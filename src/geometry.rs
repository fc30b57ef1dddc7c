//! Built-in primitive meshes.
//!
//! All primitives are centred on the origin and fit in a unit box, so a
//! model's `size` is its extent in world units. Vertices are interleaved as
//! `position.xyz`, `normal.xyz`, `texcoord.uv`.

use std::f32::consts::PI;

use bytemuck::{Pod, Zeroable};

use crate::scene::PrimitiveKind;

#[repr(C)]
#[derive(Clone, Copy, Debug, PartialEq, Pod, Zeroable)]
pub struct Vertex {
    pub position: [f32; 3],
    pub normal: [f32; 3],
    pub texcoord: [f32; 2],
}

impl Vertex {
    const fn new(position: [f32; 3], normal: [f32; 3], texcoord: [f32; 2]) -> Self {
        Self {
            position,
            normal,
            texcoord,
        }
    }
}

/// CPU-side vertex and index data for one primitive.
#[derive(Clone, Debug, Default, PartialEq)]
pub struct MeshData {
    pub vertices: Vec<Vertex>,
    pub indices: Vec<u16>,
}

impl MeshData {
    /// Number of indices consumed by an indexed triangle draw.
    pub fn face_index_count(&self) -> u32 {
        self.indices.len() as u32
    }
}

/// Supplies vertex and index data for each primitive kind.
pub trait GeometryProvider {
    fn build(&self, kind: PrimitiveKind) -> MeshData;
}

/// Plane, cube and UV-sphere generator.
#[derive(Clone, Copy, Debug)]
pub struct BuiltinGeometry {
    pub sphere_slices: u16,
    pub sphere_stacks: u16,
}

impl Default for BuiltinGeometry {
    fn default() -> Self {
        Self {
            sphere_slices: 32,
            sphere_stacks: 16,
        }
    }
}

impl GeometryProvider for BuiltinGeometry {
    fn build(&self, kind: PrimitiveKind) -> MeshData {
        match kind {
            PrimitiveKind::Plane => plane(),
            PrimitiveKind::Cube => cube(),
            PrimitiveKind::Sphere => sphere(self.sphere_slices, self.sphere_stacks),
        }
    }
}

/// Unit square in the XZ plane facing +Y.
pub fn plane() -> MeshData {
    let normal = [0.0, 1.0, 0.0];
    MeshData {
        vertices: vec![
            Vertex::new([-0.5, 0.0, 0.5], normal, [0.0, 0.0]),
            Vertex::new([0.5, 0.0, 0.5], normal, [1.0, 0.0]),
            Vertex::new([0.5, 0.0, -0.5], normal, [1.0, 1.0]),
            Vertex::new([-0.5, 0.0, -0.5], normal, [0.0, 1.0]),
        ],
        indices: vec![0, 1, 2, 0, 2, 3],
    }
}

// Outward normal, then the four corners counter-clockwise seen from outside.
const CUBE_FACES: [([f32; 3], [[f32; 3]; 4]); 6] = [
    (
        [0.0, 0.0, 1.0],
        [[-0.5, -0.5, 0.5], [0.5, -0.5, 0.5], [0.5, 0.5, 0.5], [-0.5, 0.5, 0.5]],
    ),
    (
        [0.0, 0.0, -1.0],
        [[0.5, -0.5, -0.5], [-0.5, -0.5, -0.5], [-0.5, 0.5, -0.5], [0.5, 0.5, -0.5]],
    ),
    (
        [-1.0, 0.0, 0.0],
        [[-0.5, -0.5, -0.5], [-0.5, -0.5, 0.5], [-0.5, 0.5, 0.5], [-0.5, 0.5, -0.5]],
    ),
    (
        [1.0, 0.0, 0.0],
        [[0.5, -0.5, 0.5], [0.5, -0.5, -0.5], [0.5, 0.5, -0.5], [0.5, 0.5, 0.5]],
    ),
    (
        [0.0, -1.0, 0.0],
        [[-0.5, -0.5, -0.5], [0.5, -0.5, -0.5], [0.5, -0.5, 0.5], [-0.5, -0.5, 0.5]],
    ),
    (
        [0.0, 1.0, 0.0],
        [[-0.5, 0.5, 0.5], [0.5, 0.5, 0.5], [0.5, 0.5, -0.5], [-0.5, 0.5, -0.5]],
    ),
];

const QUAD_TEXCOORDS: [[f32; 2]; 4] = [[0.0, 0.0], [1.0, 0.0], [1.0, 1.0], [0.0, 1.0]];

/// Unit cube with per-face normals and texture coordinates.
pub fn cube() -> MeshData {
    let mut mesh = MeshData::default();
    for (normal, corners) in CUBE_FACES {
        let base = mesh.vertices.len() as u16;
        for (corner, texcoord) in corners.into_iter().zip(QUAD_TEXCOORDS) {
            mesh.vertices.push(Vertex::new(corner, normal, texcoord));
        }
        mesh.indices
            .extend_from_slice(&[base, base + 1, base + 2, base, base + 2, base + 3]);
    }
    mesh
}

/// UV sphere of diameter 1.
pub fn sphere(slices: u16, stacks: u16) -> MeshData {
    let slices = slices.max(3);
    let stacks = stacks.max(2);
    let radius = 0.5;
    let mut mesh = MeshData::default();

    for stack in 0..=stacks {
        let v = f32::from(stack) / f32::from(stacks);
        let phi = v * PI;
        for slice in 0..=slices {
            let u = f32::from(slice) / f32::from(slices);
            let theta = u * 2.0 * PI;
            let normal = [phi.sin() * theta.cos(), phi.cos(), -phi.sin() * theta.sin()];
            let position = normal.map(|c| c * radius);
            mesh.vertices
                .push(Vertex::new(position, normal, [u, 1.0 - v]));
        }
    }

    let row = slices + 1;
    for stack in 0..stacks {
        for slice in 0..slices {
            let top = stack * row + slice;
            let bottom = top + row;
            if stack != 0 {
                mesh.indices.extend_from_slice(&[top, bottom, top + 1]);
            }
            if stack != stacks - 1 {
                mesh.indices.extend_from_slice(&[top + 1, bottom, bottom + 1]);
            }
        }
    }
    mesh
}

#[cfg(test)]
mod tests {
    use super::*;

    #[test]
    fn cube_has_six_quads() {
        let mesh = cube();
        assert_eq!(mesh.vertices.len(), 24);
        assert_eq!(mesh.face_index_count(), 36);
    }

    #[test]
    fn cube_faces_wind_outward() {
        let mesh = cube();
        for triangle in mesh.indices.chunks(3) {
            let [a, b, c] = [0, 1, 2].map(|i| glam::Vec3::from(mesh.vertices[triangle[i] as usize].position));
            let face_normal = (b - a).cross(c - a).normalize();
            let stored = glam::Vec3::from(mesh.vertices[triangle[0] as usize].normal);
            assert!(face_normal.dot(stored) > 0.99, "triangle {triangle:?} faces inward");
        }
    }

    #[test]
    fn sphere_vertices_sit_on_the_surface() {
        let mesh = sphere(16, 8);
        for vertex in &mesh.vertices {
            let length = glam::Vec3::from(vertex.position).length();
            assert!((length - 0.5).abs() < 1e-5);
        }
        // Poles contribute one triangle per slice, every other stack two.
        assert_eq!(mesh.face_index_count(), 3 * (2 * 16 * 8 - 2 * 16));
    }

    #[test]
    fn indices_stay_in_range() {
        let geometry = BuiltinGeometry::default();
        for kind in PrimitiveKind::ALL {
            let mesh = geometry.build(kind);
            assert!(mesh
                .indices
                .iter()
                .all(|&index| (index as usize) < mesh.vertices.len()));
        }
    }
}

+ + +

▶ THE PROBLEM: In the entries above, which lines hold the word "base"? Copy them out.

▶ WRITTEN RESPONSE:
        let base = mesh.vertices.len() as u16;
            .extend_from_slice(&[base, base + 1, base + 2, base, base + 2, base + 3]);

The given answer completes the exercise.